Collected data entries:
*** Begin section ***
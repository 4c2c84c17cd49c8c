//! `GET /ws/inference`
//!
//! Each connection runs on its own task and answers messages strictly in
//! order: the next frame is read only after the previous reply was sent.
//!
//! `server.max_message_bytes` is enforced by the WebSocket codec. A frame
//! over it fails the read and the socket closes with status 1009; every
//! other error is answered on the open connection.

use std::sync::Arc;

use axum::extract::State;
use axum::extract::ws::{Message, WebSocket, WebSocketUpgrade};
use axum::response::Response;
use tracing::{debug, error, info, warn};
use uuid::Uuid;

use crate::protocol::{ErrorCode, ServerMessage};

/// Sent when a reply cannot be encoded.
const ENCODE_FAILURE_REPLY: &str = r#"{"type":"inference_error","code":"ERR_DEP_500","message":"Inference failed: could not encode reply"}"#;
use crate::server::state::ServerState;
use crate::session::handle_message;

pub async fn inference_socket(
    State(state): State<Arc<ServerState>>,
    ws: WebSocketUpgrade,
) -> Response {
    let limit = state.config.server.max_message_bytes;
    ws.max_message_size(limit)
        .max_frame_size(limit)
        .on_upgrade(move |socket| run_session(socket, state))
}

async fn run_session(mut socket: WebSocket, state: Arc<ServerState>) {
    let connection_id = Uuid::new_v4();
    info!(%connection_id, "websocket connection accepted");
    metrics::gauge!("fretmatch_ws_connections").increment(1.0);

    while let Some(frame) = socket.recv().await {
        let reply = match frame {
            Ok(Message::Text(text)) => handle_message(&state.engine, text.as_str()).await,
            Ok(Message::Binary(bytes)) => match std::str::from_utf8(&bytes) {
                Ok(text) => handle_message(&state.engine, text).await,
                Err(err) => ServerMessage::error(
                    ErrorCode::BadRequest,
                    format!("Invalid JSON format: {err}"),
                ),
            },
            Ok(Message::Close(_)) => break,
            Ok(Message::Ping(_) | Message::Pong(_)) => continue,
            Err(err) => {
                warn!(%connection_id, error = %err, "websocket receive failed");
                break;
            }
        };

        let payload = match reply.to_json() {
            Ok(payload) => payload,
            Err(err) => {
                error!(%connection_id, error = %err, "failed to encode reply");
                ENCODE_FAILURE_REPLY.to_string()
            }
        };
        if let Err(err) = socket.send(Message::Text(payload.into())).await {
            debug!(%connection_id, error = %err, "websocket send failed");
            break;
        }
    }

    metrics::gauge!("fretmatch_ws_connections").decrement(1.0);
    info!(%connection_id, "websocket disconnected");
}
//! Similarity search over chord embeddings.
//!
//! [`SearchBackend`] is the capability the engine depends on. Two
//! implementations ship with the crate:
//!
//! - [`InMemoryBackend`]: exhaustive cosine scan over a [`ChordCatalog`].
//! - `QdrantBackend` (feature `qdrant`): delegates to an external Qdrant
//!   collection through `qdrant-client`.
//!
//! [`ChordCatalog`]: crate::catalog::ChordCatalog

use std::time::Duration;

use async_trait::async_trait;
use serde::{Deserialize, Serialize};
use thiserror::Error;

use crate::catalog::Fingering;
use crate::projection::Embedding;

pub mod memory;
#[cfg(feature = "qdrant")]
pub mod qdrant;

pub use memory::InMemoryBackend;
#[cfg(feature = "qdrant")]
pub use qdrant::{QdrantBackend, QdrantConfig};

#[derive(Debug, Clone, Error, PartialEq)]
pub enum IndexError {
    #[error("index unavailable: {0}")]
    Unavailable(String),
    #[error("collection missing: {0}")]
    MissingCollection(String),
    #[error("index call timed out after {0:?}")]
    Timeout(Duration),
    #[error("query has {actual} dimensions, index expects {expected}")]
    DimensionMismatch { expected: usize, actual: usize },
    #[error("failed to decode index response: {0}")]
    Decode(String),
    #[error("backend error: {0}")]
    Backend(String),
}

impl IndexError {
    pub fn backend<E: std::fmt::Display>(err: E) -> Self {
        Self::Backend(err.to_string())
    }

    /// Short label used for the fallback metric.
    pub fn reason(&self) -> &'static str {
        match self {
            IndexError::Unavailable(_) => "unavailable",
            IndexError::MissingCollection(_) => "missing_collection",
            IndexError::Timeout(_) => "timeout",
            IndexError::DimensionMismatch { .. } => "dimension_mismatch",
            IndexError::Decode(_) => "decode",
            IndexError::Backend(_) => "backend",
        }
    }
}

/// One ranked search hit.
#[derive(Debug, Clone, PartialEq, Serialize, Deserialize)]
pub struct ChordMatch {
    pub chord_id: String,
    /// Cosine similarity in `[-1, 1]`.
    pub score: f32,
    pub fingering: Fingering,
    pub midi_notes: Vec<u8>,
}

/// Nearest-neighbour search over chord reference embeddings.
#[async_trait]
pub trait SearchBackend: Send + Sync {
    /// Return at most `top_k` matches ordered by score, highest first.
    /// An empty result is valid and means the catalog is empty.
    async fn search(&self, query: &Embedding, top_k: usize)
    -> Result<Vec<ChordMatch>, IndexError>;

    /// Backend label for logs and status reports.
    fn name(&self) -> &'static str;

    /// Lightweight reachability probe.
    async fn health(&self) -> Result<(), IndexError> {
        Ok(())
    }
}

/// Cosine similarity of two vectors.
///
/// Returns `0.0` when the lengths differ, either side is empty or either side
/// has zero norm. The result is clamped to `[-1, 1]`.
#[inline]
pub fn cosine_similarity(a: &[f32], b: &[f32]) -> f32 {
    if a.len() != b.len() || a.is_empty() {
        return 0.0;
    }

    let mut dot = 0.0f64;
    let mut norm_a = 0.0f64;
    let mut norm_b = 0.0f64;
    for (&x, &y) in a.iter().zip(b) {
        let (x, y) = (x as f64, y as f64);
        dot += x * y;
        norm_a += x * x;
        norm_b += y * y;
    }

    if norm_a == 0.0 || norm_b == 0.0 {
        return 0.0;
    }

    (dot / (norm_a.sqrt() * norm_b.sqrt())).clamp(-1.0, 1.0) as f32
}

#[cfg(test)]
mod tests {
    use super::*;

    #[test]
    fn self_similarity_is_one() {
        let a = [0.3, -1.2, 4.0, 0.0, 2.5];
        assert!((cosine_similarity(&a, &a) - 1.0).abs() < 1e-6);
    }

    #[test]
    fn orthogonal_vectors_score_zero() {
        assert_eq!(cosine_similarity(&[1.0, 0.0], &[0.0, 1.0]), 0.0);
    }

    #[test]
    fn opposite_vectors_score_minus_one() {
        assert!((cosine_similarity(&[1.0, 2.0], &[-1.0, -2.0]) + 1.0).abs() < 1e-6);
    }

    #[test]
    fn symmetric() {
        let a = [0.1, 0.7, -0.2];
        let b = [0.9, -0.4, 0.3];
        assert_eq!(cosine_similarity(&a, &b), cosine_similarity(&b, &a));
    }

    #[test]
    fn zero_norm_and_mismatched_lengths_score_zero() {
        assert_eq!(cosine_similarity(&[0.0, 0.0], &[1.0, 0.0]), 0.0);
        assert_eq!(cosine_similarity(&[1.0], &[1.0, 0.0]), 0.0);
        assert_eq!(cosine_similarity(&[], &[]), 0.0);
    }

    #[test]
    fn scale_invariant() {
        let a = [1.0, 2.0, 3.0];
        let b = [10.0, 20.0, 30.0];
        assert!((cosine_similarity(&a, &b) - 1.0).abs() < 1e-6);
    }
}
use axum::Json;
use axum::http::StatusCode;
use axum::response::{IntoResponse, Response};
use serde::{Deserialize, Serialize};
use serde_json::json;

use crate::error::InferenceError;

pub type ServerResult<T> = Result<T, ServerError>;

/// HTTP route errors
#[derive(Debug, thiserror::Error)]
pub enum ServerError {
    #[error("Bad request: {0}")]
    BadRequest(String),

    #[error("Metrics are disabled")]
    MetricsDisabled,

    #[error("Inference error: {0}")]
    Inference(#[from] InferenceError),

    #[error("Internal server error: {0}")]
    Internal(String),

    #[error("Not found")]
    NotFound,
}

/// API error response structure
#[derive(Debug, Serialize, Deserialize)]
pub struct ErrorResponse {
    pub error: ErrorDetail,
}

#[derive(Debug, Serialize, Deserialize)]
pub struct ErrorDetail {
    pub code: String,
    pub message: String,
}

impl ServerError {
    fn status_code(&self) -> StatusCode {
        match self {
            ServerError::BadRequest(_) => StatusCode::BAD_REQUEST,
            ServerError::MetricsDisabled | ServerError::NotFound => StatusCode::NOT_FOUND,
            ServerError::Inference(err) if err.is_client_error() => StatusCode::BAD_REQUEST,
            ServerError::Inference(_) | ServerError::Internal(_) => {
                StatusCode::INTERNAL_SERVER_ERROR
            }
        }
    }

    fn error_code(&self) -> &'static str {
        match self {
            ServerError::BadRequest(_) => "BAD_REQUEST",
            ServerError::MetricsDisabled => "METRICS_DISABLED",
            ServerError::Inference(err) => err.code().as_str(),
            ServerError::Internal(_) => "INTERNAL_ERROR",
            ServerError::NotFound => "NOT_FOUND",
        }
    }
}

impl IntoResponse for ServerError {
    fn into_response(self) -> Response {
        let status = self.status_code();
        let body = Json(json!({
            "error": {
                "code": self.error_code(),
                "message": self.to_string(),
            }
        }));

        (status, body).into_response()
    }
}
//! Real-time guitar chord recognition.
//!
//! A client streams normalized hand-landmark vectors (21 landmarks x 3
//! coordinates); each one is matched against a catalog of chord reference
//! embeddings and answered with the best chord, its fingering and, when the
//! match is confident enough, the MIDI notes to play instead.
//!
//! The pipeline, leaf first:
//!
//! ```text
//! raw vector -> sanitize -> project -> search -> decide -> result
//! ```
//!
//! - [`sanitize`]: length check and non-finite replacement.
//! - [`projection`]: maps into the comparison space and L2-normalizes.
//! - [`catalog`]: chord table with deterministic reference embeddings.
//! - [`index`]: in-memory cosine scan or an external Qdrant collection.
//! - [`decision`]: confidence thresholds.
//! - [`engine`]: composes the above, owns backend selection and reload.
//!
//! [`session`] turns raw JSON messages into replies, and the `server` module
//! (feature `server`) exposes everything over WebSocket and HTTP.
//!
//! # Example
//!
//! ```rust,no_run
//! use fretmatch::{EngineConfig, InferenceEngine, InferenceRequest};
//!
//! # async fn run() -> Result<(), fretmatch::InferenceError> {
//! let engine = InferenceEngine::initialize(EngineConfig::default()).await?;
//! let request = InferenceRequest::new(0, vec![0.1; 63]);
//! let outcome = engine.process(&request).await?;
//! println!("{} ({:.2})", outcome.chord_id, outcome.confidence);
//! # Ok(())
//! # }
//! ```

pub mod catalog;
pub mod config;
pub mod decision;
pub mod engine;
pub mod error;
pub mod index;
pub mod projection;
pub mod protocol;
pub mod sanitize;
#[cfg(feature = "server")]
pub mod server;
pub mod session;

pub use catalog::{
    CatalogError, CatalogSource, ChordCatalog, ChordCategory, ChordDefinition, ChordEntry,
    Fingering, reference_embedding,
};
pub use config::{ConfigLoadError, FretmatchConfig};
pub use decision::{DecisionPolicy, InferenceOutcome};
pub use engine::{
    BackendKind, EngineConfig, EngineStatus, ExternalIndexConfig, InferenceEngine,
};
pub use error::InferenceError;
pub use index::{ChordMatch, InMemoryBackend, IndexError, SearchBackend, cosine_similarity};
pub use projection::{
    Embedding, EmbeddingMode, LinearProjection, Projection, ProjectionError, Projector,
    l2_normalize_in_place,
};
pub use protocol::{
    ErrorCode, ErrorPayload, HandAnchor, InferenceRequest, InferenceResult, ServerMessage,
};
pub use sanitize::{FEATURE_DIM, VALUE_BOUND, check_range, sanitize};
pub use session::handle_message;
//! Raw feature vector cleanup.
//!
//! Two separate checks guard the pipeline entrance:
//!
//! - [`check_range`] rejects requests whose values fall outside
//!   `[-VALUE_BOUND, VALUE_BOUND]`. The protocol layer runs it before anything
//!   else touches the vector.
//! - [`sanitize`] enforces the dimensionality and replaces non-finite values
//!   (`NaN -> 0.0`, `+inf -> 1.0`, `-inf -> -1.0`) instead of rejecting them.

use crate::error::InferenceError;

/// Number of hand landmarks reported per frame.
pub const LANDMARK_COUNT: usize = 21;

/// Length of a raw feature vector: 21 landmarks x (x, y, z).
pub const FEATURE_DIM: usize = LANDMARK_COUNT * 3;

/// Absolute bound on any coordinate accepted from a client.
pub const VALUE_BOUND: f32 = 10.0;

/// Validate the length of `raw` and replace non-finite values.
///
/// Pure; the input is never modified.
pub fn sanitize(raw: &[f32], expected_len: usize) -> Result<Vec<f32>, InferenceError> {
    if raw.len() != expected_len {
        return Err(InferenceError::InvalidDimension {
            expected: expected_len,
            actual: raw.len(),
        });
    }

    Ok(raw.iter().map(|&v| replace_non_finite(v)).collect())
}

#[inline]
fn replace_non_finite(v: f32) -> f32 {
    if v.is_nan() {
        0.0
    } else if v == f32::INFINITY {
        1.0
    } else if v == f32::NEG_INFINITY {
        -1.0
    } else {
        v
    }
}

/// Reject the first element outside `[-bound, bound]`.
///
/// `NaN` compares false against both bounds and is left for [`sanitize`].
pub fn check_range(raw: &[f32], bound: f32) -> Result<(), InferenceError> {
    match raw
        .iter()
        .enumerate()
        .find(|&(_, &v)| v < -bound || v > bound)
    {
        Some((index, &value)) => Err(InferenceError::OutOfRangeValue {
            index,
            value,
            bound,
        }),
        None => Ok(()),
    }
}

#[cfg(test)]
mod tests {
    use super::*;

    fn ramp() -> Vec<f32> {
        (0..FEATURE_DIM).map(|i| 0.1 * i as f32).collect()
    }

    #[test]
    fn rejects_wrong_length() {
        let err = sanitize(&[0.1; 50], FEATURE_DIM).unwrap_err();
        assert_eq!(
            err,
            InferenceError::InvalidDimension {
                expected: 63,
                actual: 50
            }
        );
    }

    #[test]
    fn rejects_empty_input() {
        assert!(sanitize(&[], FEATURE_DIM).is_err());
    }

    #[test]
    fn replaces_non_finite_values() {
        let mut raw = ramp();
        raw[0] = f32::NAN;
        raw[1] = f32::INFINITY;
        raw[2] = f32::NEG_INFINITY;

        let clean = sanitize(&raw, FEATURE_DIM).unwrap();
        assert_eq!(clean[0], 0.0);
        assert_eq!(clean[1], 1.0);
        assert_eq!(clean[2], -1.0);
        assert_eq!(&clean[3..], &raw[3..]);
    }

    #[test]
    fn finite_values_pass_through() {
        let raw = ramp();
        assert_eq!(sanitize(&raw, FEATURE_DIM).unwrap(), raw);
    }

    #[test]
    fn idempotent() {
        let mut raw = ramp();
        raw[10] = f32::NAN;
        raw[20] = f32::NEG_INFINITY;
        let once = sanitize(&raw, FEATURE_DIM).unwrap();
        let twice = sanitize(&once, FEATURE_DIM).unwrap();
        assert_eq!(once, twice);
    }

    #[test]
    fn range_check_reports_first_offender() {
        let mut raw = ramp();
        raw[4] = 100.0;
        raw[7] = -11.0;
        match check_range(&raw, VALUE_BOUND) {
            Err(InferenceError::OutOfRangeValue { index, value, .. }) => {
                assert_eq!(index, 4);
                assert_eq!(value, 100.0);
            }
            other => panic!("unexpected {other:?}"),
        }
    }

    #[test]
    fn range_check_is_inclusive() {
        let mut raw = vec![0.0; FEATURE_DIM];
        raw[0] = 10.0;
        raw[1] = -10.0;
        assert!(check_range(&raw, VALUE_BOUND).is_ok());
    }

    #[test]
    fn range_check_ignores_nan() {
        let mut raw = vec![0.0; FEATURE_DIM];
        raw[0] = f32::NAN;
        assert!(check_range(&raw, VALUE_BOUND).is_ok());
    }
}
impl Node {
    /// Start the service and its oracle bridge
    ///
    /// Both tasks stop once every [`ServiceHandle`] has been dropped.
    pub fn start<F>(config: &NodeConfig, fetcher: Arc<F>) -> NodeResult<Self>
    where
        F: Fetcher + ?Sized + 'static,
    {
        let (fetch_tx, fetch_rx) = mpsc::unbounded_channel();
        let oracle = ChannelOracle::new(config.oracle.callback_address, config.oracle.fee(), fetch_tx);
        let service = LedgerService::new(config, oracle)?;

        let (sender, inbox) = mpsc::unbounded_channel();
        // The bridge must not keep the service alive
        let callbacks = sender.downgrade();
        let bridge = spawn_oracle_bridge(fetcher, fetch_rx, move |response| {
            callbacks
                .upgrade()
                .map(|sender| sender.send(ServiceMessage::OracleCallback(response)).is_ok())
                .unwrap_or(false)
        });
        let service = tokio::spawn(service.run(inbox));

        Ok(Self {
            handle: ServiceHandle { sender },
            service,
            bridge,
        })
    }

    /// Drop the handle and wait for both tasks to finish
    pub async fn shutdown(self) -> NodeResult<()> {
        drop(self.handle);
        self.service
            .await
            .map_err(|e| NodeError::Oracle(format!("service task failed: {}", e)))?;
        self.bridge
            .await
            .map_err(|e| NodeError::Oracle(format!("bridge task failed: {}", e)))?;
        Ok(())
    }
}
*** End section ***
### PROBLEM REQUIREMENTS
Scan the records for the word "OutOfRangeValue" and copy every line where it is found.

### SOLUTION FOR THIS PROBLEM
        Some((index, &value)) => Err(InferenceError::OutOfRangeValue {
            Err(InferenceError::OutOfRangeValue { index, value, .. }) => {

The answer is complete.